Your wife seems to have taken advantage of you. The worse thing you can do is hold onto the anger and bitterness. It is not hurting her.

I cannot understand your thinking about the "I will do more/accept less" thing. I thought you objected to sex being used to manipulate a man into marriage and having children. 

Yet, you agree with the exchange by proposing that if the sex is not forthcoming then the perks from the man should stop. 

I just don't think it works like that. That at lest is evident from the many threads on this forum. There is a lot of misunderstanding and ignorance about the way men and women work. Our cultural seems to mitigate against empathy and compassion between the genders. 

Does dump the b1tch and get a couple of younger replacements sound familiar? It should - I see it at lest a few times a day in posts.


----------



## DTO (Dec 18, 2011)

Catherine602 said:


> Your wife seems to have taken advantage of you. The worse thing you can do is hold onto the anger and bitterness. It is not hurting her.


I appreciate your concern. We have been apart for nearly five years, and I've gotten over those feelings you described some time ago.
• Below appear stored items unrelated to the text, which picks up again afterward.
//! Maintenance loop: saga pruning, leak checks and stats snapshots.

use std::sync::Arc;
use std::time::Duration;

use eventmesh_aggregator::{
    AggregatorConfig, EventAggregator, STATS_KEY, STATS_NAMESPACE, SagaDefinition,
};
use eventmesh_bus::BusConfig;
use eventmesh_core::clock::system_clock;
use eventmesh_test_support::{FailingStateStore, RecordingStateStore};
use serde_json::json;

fn with_store(store: Arc<RecordingStateStore>) -> EventAggregator {
    EventAggregator::with_collaborators(AggregatorConfig::default(), system_clock(), Some(store))
}

#[tokio::test]
async fn test_run_maintenance_pushes_stats_snapshot() {
    // Arrange
    let store = Arc::new(RecordingStateStore::new());
    let aggregator = with_store(Arc::clone(&store));
    aggregator.register_domain("orders", ["created"]);
    aggregator.register_saga(SagaDefinition::new("noop"));
    aggregator.publish("orders", "created", json!({})).unwrap();

    // Act
    let report = aggregator.run_maintenance().await;

    // Assert
    assert!(report.persisted);
    assert_eq!(report.pruned_sagas, 0);
    let snapshot = store.latest(STATS_NAMESPACE, STATS_KEY).unwrap();
    assert_eq!(snapshot["eventsAggregated"], 1);
    assert_eq!(snapshot["registeredSagas"], 1);
    assert_eq!(snapshot["journalSize"], 1);
}

#[tokio::test]
async fn test_store_failure_is_reported_not_raised() {
    let aggregator = EventAggregator::with_collaborators(
        AggregatorConfig::default(),
        system_clock(),
        Some(Arc::new(FailingStateStore)),
    );

    let report = aggregator.run_maintenance().await;

    assert!(!report.persisted);
}

#[tokio::test]
async fn test_maintenance_counts_leaking_domain_topics() {
    // Arrange
    let config = AggregatorConfig {
        bus: BusConfig::default().with_max_listeners(2),
        ..AggregatorConfig::default()
    };
    let aggregator = EventAggregator::new(config);
    let _subs: Vec<_> = (0..3)
        .map(|_| aggregator.subscribe("orders", "created", |_| Ok(())))
        .collect();

    // Act
    let report = aggregator.run_maintenance().await;

    // Assert
    assert_eq!(report.leaking_topics, 1);
    assert!(!report.persisted, "no store attached");
}

#[tokio::test(start_paused = true)]
async fn test_maintenance_interval_runs_until_shutdown() {
    // Arrange
    let store = Arc::new(RecordingStateStore::new());
    let aggregator = with_store(Arc::clone(&store));
    aggregator.start_maintenance().unwrap();

    // Act
    tokio::time::sleep(Duration::from_secs(125)).await;
    let while_running = store.writes().len();
    aggregator.shutdown();
    tokio::time::sleep(Duration::from_secs(300)).await;

    // Assert
    assert_eq!(while_running, 2);
    assert_eq!(store.writes().len(), 2);
}

#[tokio::test(start_paused = true)]
async fn test_restarting_maintenance_keeps_the_running_schedule() {
    // Arrange
    let store = Arc::new(RecordingStateStore::new());
    let aggregator = with_store(Arc::clone(&store));
    aggregator.start_maintenance().unwrap();
    tokio::time::sleep(Duration::from_secs(90)).await;

    // Act
    aggregator.start_maintenance().unwrap();
    tokio::time::sleep(Duration::from_secs(35)).await;

    // Assert
    assert_eq!(store.writes().len(), 2, "ticks at 60 s and 120 s, not rescheduled");
    aggregator.shutdown();
}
I'm merely sharing my experience and sentiment, because I've found it's common for women to fail to grasp why such seemingly disparate things such as poor sex and lack of contribution elsewhere could be related. the truth is that they both can be perceived as a lack of respect for the husband and his efforts.
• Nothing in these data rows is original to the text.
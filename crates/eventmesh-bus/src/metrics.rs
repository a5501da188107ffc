//! Bus counters.

use std::sync::atomic::{AtomicU64, Ordering};

use serde::Serialize;

#[derive(Debug, Default)]
pub(crate) struct BusCounters {
    pub(crate) events_emitted: AtomicU64,
    pub(crate) listeners_attached: AtomicU64,
    pub(crate) listeners_detached: AtomicU64,
    pub(crate) leak_detections: AtomicU64,
    pub(crate) dispatch_errors: AtomicU64,
    pub(crate) slow_dispatches: AtomicU64,
}

impl BusCounters {
    pub(crate) fn bump(counter: &AtomicU64) {
        counter.fetch_add(1, Ordering::Relaxed);
    }

    pub(crate) fn add(counter: &AtomicU64, n: usize) {
        counter.fetch_add(n as u64, Ordering::Relaxed);
    }
}

/// Point-in-time copy of a bus's counters.
#[derive(Debug, Clone, Copy, PartialEq, Eq, Default, Serialize)]
pub struct BusMetrics {
    /// Publish calls, whether or not anyone listened.
    pub events_emitted: u64,
    /// Listeners ever attached.
    pub listeners_attached: u64,
    /// Listeners detached, including fired once-listeners and shutdown.
    pub listeners_detached: u64,
    /// Listeners currently registered.
    pub active_listeners: u64,
    /// Times a topic was found above the leak threshold.
    pub leak_detections: u64,
    /// Listener failures, synchronous and asynchronous.
    pub dispatch_errors: u64,
    /// Publishes whose synchronous dispatch exceeded the slow threshold.
    pub slow_dispatches: u64,
}

impl BusMetrics {
    pub(crate) fn capture(counters: &BusCounters, active_listeners: usize) -> Self {
        let load = |counter: &AtomicU64| counter.load(Ordering::Relaxed);
        Self {
            events_emitted: load(&counters.events_emitted),
            listeners_attached: load(&counters.listeners_attached),
            listeners_detached: load(&counters.listeners_detached),
            active_listeners: active_listeners as u64,
            leak_detections: load(&counters.leak_detections),
            dispatch_errors: load(&counters.dispatch_errors),
            slow_dispatches: load(&counters.slow_dispatches),
        }
    }
}
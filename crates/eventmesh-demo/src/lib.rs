//! Eventmesh demo — an order fulfilment flow across three domains.
//!
//! `orders` publishes placements and shipments, `payments` publishes
//! captures, and the `fulfilment` saga reserves stock, waits for payment and
//! ships. An `order-book` aggregate folds the `orders` domain.

pub mod error;
pub mod orders;
pub mod state;
pub mod store;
ETA: Another way to put it is that, after a while, I did not let her have her cake and eat it too - doing so is rewarding bad behavior. I always preferred her to be a partner in a relationship that benefits both of us fairly equally over time. But if she was going to consistently prioritze self, then I would do the same. I didn't believe in making our daughter suffer for mom's selfishness, so i made sure that the basic bills were paid, her car was safe, etc. but all those small niceties and acts of service vanished - like "poof" - unless it was something I really felt like doing.

IMO, what seems to be a common disconnect between the HD and LD spouses is the LD do not get that their low sexual provision impacts how much service they receive in return. It is hard work all the way around to be consistently loving in a way that resonates with your spouse, because (1) the two might have different LLs and (2) nobody is going to be into serving someone else 100% of the time. If my ex was not "recharging my batteries" so to speak, I eventually refused to do for her so (1) she would gain some insight as to how I feel and (2) to keep my contribution at that sustainable level (think NMMNG) which, as I just noted, depends on how much she gives back.
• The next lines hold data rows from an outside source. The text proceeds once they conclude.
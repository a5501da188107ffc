//! Bus tuning knobs.

use std::time::Duration;

use eventmesh_core::config::{env_millis, env_or, env_secs};
use eventmesh_core::error::CoreError;

/// Default per-topic listener count above which a leak is suspected.
pub const DEFAULT_MAX_LISTENERS: usize = 50;

/// Default topic segment delimiter.
pub const DEFAULT_DELIMITER: &str = ".";

/// Configuration for a [`TopicBus`](crate::TopicBus).
#[derive(Debug, Clone, PartialEq, Eq)]
pub struct BusConfig {
    /// Exact-listener count per topic above which a leak is reported.
    pub max_listeners: usize,
    /// Separator between topic segments, used by wildcard matching.
    pub delimiter: String,
    /// Period of the background leak check.
    pub leak_check_interval: Duration,
    /// Fan-out above which long-lived topics are flagged as stale.
    pub stale_listener_count: usize,
    /// Age after which a fanned-out topic counts as stale.
    pub stale_after: Duration,
    /// Synchronous dispatch slower than this is counted and logged.
    pub slow_dispatch_threshold: Duration,
}

impl Default for BusConfig {
    fn default() -> Self {
        Self {
            max_listeners: DEFAULT_MAX_LISTENERS,
            delimiter: DEFAULT_DELIMITER.to_owned(),
            leak_check_interval: Duration::from_secs(60),
            stale_listener_count: 10,
            stale_after: Duration::from_secs(60 * 60),
            slow_dispatch_threshold: Duration::from_millis(100),
        }
    }
}

impl BusConfig {
    /// Builds a configuration from `EVENTMESH_*` variables, falling back to
    /// the defaults for anything unset.
    ///
    /// # Errors
    ///
    /// Returns `CoreError::Configuration` for malformed values or an empty
    /// delimiter.
    pub fn from_env() -> Result<Self, CoreError> {
        let defaults = Self::default();
        let delimiter: String = env_or("TOPIC_DELIMITER", defaults.delimiter)?;
        if delimiter.is_empty() {
            return Err(CoreError::Configuration {
                key: "EVENTMESH_TOPIC_DELIMITER".to_owned(),
                message: "delimiter must not be empty".to_owned(),
            });
        }
        Ok(Self {
            max_listeners: env_or("MAX_LISTENERS", defaults.max_listeners)?,
            delimiter,
            leak_check_interval: env_secs("LEAK_CHECK_INTERVAL_SECS", defaults.leak_check_interval)?,
            stale_listener_count: env_or("STALE_LISTENER_COUNT", defaults.stale_listener_count)?,
            stale_after: env_secs("STALE_AFTER_SECS", defaults.stale_after)?,
            slow_dispatch_threshold: env_millis(
                "SLOW_DISPATCH_MS",
                defaults.slow_dispatch_threshold,
            )?,
        })
    }

    /// Returns a copy with a different leak threshold.
    #[must_use]
    pub fn with_max_listeners(mut self, max_listeners: usize) -> Self {
        self.max_listeners = max_listeners;
        self
    }
}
I've read around this and other boards to know that this is typical thinking in these situations.
_Posted via Mobile Device_


----------



## Catherine602 (Oct 14, 2010)

DTO l am glad you have healed from you bad marriage. But I have to admit that This is what I do get. Lack of contribution by men or women in a relationship causes problems. A man's sex drive is far more robust than a women's. Therefore, conflict does not usually effect his desire for sex. It does for his partner. 

That is probably as difficult to understand as the connection between goods, money and sex. It seems that each side needs to be more understanding of the other and to make adjustments. 

It is a matter of self-respect for me. I would never stay in a relationship with a man who feels that maintaining his domicile and supporting his kids is connected to the amount of sex he is getting from me. 

Our values would be incompatible.


----------



## Coldie (Jan 2, 2014)

Pregnancy is no excuse to stop loving you / giving you your intimacy needs.

If sex is purely physical to you and you just want to cum. I see an issue but it isn't something that makes me angry. She isn't your palm or sex doll. She is a person. If sex / making love is intimacy to you and something you need to feel close, wanted, loved, accepted, and needed.... she needs to be the wife she promised she would be. Even if you both just have intercourse without an orgasm. Shame on her. 


She is acting very selfish and you have abstained long enough. You have already shown you are NOT selfish. Alpha up.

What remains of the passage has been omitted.